(Saved data entries)

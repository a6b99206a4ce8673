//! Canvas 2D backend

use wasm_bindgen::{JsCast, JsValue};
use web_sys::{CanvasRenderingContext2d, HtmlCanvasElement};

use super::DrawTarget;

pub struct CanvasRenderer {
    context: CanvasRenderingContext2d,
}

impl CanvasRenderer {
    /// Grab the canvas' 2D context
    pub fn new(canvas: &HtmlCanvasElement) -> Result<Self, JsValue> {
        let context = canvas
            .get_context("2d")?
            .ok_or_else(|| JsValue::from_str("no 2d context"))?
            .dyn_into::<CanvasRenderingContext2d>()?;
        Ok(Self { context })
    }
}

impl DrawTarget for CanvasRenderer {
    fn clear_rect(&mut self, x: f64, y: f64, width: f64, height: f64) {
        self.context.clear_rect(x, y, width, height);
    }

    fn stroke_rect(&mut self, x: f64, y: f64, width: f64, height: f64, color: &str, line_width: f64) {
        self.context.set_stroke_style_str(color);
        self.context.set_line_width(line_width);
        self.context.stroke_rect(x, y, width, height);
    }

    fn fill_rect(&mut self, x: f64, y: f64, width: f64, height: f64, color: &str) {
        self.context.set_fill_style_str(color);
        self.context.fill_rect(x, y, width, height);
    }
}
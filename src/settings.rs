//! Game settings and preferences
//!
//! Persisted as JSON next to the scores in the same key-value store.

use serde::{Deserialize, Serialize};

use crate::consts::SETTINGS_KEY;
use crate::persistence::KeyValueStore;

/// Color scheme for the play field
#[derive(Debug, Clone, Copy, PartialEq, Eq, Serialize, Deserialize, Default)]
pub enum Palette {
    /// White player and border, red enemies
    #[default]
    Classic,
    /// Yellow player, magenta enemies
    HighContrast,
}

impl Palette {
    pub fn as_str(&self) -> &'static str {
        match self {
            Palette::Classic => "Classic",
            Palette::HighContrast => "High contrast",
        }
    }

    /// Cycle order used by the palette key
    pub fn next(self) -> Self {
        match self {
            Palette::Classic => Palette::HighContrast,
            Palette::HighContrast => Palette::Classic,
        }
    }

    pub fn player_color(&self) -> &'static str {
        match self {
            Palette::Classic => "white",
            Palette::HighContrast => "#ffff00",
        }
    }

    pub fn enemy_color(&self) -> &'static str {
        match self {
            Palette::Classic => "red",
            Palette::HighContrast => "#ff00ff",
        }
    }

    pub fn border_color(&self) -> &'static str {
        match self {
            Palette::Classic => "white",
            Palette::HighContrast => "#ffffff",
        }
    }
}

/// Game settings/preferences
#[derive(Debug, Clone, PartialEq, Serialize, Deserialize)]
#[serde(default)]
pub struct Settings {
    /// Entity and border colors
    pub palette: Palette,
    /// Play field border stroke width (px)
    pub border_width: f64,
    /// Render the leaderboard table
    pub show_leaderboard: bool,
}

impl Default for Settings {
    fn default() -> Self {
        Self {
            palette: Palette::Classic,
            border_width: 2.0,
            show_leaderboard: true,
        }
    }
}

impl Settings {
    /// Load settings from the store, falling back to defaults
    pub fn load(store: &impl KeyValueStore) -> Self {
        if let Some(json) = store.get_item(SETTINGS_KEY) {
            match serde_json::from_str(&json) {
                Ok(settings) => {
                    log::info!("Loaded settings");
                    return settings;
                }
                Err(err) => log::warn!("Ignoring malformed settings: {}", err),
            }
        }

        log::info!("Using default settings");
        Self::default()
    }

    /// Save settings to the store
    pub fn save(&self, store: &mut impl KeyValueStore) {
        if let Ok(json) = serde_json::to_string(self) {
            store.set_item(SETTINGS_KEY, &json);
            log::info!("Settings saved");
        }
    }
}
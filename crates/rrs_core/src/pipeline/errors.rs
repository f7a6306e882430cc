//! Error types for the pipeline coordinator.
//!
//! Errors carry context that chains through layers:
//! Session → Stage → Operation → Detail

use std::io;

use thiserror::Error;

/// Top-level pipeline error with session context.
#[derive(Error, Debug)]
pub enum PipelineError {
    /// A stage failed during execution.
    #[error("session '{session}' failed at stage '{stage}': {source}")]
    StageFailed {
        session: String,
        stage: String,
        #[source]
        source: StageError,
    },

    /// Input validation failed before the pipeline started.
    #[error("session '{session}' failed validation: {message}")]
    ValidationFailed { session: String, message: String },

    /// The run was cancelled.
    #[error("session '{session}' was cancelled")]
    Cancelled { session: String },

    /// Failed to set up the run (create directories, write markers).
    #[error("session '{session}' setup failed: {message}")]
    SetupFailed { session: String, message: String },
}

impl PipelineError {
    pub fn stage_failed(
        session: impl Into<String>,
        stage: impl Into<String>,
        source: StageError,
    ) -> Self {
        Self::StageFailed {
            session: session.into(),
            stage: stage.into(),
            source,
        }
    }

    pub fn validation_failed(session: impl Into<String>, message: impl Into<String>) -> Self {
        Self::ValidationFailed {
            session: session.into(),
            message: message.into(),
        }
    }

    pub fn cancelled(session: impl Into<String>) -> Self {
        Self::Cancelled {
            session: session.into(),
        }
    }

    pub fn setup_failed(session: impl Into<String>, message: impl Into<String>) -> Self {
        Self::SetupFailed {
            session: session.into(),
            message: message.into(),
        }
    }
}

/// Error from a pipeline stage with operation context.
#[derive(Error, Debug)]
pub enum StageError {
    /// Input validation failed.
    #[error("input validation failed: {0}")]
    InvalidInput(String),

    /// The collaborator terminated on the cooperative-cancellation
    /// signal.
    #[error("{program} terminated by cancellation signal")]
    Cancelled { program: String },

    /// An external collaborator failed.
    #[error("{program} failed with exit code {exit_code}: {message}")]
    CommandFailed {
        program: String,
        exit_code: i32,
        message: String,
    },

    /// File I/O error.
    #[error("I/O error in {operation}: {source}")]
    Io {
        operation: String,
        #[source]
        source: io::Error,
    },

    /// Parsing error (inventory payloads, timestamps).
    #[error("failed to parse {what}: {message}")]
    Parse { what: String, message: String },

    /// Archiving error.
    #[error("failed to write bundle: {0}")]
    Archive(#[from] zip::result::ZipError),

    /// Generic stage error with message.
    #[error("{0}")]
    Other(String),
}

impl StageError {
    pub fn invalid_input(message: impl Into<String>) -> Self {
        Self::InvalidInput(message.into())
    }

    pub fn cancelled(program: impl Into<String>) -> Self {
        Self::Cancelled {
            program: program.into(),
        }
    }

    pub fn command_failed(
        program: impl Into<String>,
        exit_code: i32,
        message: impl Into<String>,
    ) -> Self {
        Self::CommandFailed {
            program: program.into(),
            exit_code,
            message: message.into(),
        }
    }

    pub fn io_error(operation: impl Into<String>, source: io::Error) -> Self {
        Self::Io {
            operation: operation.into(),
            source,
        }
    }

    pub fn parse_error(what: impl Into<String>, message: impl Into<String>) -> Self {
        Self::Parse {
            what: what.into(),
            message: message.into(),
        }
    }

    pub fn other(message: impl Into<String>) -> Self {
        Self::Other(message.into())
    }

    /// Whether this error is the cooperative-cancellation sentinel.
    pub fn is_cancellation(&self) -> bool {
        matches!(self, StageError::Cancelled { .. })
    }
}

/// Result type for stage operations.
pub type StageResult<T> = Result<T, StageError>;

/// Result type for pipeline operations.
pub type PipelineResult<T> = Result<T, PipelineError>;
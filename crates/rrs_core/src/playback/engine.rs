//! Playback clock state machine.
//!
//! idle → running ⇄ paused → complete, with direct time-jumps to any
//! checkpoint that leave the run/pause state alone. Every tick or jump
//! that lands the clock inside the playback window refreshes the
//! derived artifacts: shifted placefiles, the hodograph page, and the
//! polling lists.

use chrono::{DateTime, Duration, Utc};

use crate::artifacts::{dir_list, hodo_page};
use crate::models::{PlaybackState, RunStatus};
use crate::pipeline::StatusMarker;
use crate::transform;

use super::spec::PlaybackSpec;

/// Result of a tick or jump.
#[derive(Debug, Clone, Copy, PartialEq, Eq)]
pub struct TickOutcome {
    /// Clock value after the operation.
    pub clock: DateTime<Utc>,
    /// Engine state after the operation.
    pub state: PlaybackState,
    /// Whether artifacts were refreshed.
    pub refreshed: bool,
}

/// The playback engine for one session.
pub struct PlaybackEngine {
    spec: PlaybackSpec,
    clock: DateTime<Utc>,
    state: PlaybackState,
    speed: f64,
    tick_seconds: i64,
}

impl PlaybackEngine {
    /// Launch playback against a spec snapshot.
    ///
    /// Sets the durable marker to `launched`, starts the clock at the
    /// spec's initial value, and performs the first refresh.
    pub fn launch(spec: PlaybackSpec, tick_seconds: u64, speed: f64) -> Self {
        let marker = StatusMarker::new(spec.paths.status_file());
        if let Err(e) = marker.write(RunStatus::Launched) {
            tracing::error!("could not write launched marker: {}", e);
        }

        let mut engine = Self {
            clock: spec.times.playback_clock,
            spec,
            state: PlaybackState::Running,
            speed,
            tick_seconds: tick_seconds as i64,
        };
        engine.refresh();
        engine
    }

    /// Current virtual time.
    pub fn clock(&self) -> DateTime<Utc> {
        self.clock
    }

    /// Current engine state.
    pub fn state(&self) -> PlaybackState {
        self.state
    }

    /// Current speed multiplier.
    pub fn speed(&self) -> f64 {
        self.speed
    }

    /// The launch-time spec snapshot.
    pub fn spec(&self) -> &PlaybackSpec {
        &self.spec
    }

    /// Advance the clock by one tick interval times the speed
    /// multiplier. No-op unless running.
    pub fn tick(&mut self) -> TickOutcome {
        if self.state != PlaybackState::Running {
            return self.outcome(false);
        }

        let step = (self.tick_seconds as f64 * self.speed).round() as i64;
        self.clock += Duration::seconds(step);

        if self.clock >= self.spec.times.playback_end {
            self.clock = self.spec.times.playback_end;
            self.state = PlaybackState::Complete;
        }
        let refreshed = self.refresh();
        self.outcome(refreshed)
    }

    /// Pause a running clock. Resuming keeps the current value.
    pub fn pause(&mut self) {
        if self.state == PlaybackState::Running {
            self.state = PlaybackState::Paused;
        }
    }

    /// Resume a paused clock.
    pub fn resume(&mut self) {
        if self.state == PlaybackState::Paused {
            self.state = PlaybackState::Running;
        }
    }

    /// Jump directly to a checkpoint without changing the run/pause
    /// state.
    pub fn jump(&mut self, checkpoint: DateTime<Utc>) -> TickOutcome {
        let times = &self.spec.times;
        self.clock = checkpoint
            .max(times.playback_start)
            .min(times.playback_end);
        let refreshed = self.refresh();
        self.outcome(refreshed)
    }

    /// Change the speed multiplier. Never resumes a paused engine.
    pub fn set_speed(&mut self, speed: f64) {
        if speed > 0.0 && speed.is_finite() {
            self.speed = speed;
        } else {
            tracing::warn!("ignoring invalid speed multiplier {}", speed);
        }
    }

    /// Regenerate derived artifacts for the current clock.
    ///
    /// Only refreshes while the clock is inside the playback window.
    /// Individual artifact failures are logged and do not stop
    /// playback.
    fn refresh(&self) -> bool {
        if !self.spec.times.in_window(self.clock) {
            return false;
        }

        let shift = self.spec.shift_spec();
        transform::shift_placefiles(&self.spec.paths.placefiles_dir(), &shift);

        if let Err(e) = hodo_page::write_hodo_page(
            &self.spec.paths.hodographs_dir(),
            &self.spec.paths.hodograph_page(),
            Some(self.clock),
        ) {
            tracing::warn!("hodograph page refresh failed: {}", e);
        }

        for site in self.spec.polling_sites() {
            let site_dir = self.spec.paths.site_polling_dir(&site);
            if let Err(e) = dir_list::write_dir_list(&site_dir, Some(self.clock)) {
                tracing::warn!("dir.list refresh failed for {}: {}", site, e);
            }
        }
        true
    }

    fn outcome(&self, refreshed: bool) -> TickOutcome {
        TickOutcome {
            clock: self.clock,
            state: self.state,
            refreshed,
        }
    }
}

*EXERCISE INSTRUCTIONS*
Gather all lines of the records that include the word "InvalidInput".

*OUTPUT OF THE TASK*
    InvalidInput(String),
        Self::InvalidInput(message.into())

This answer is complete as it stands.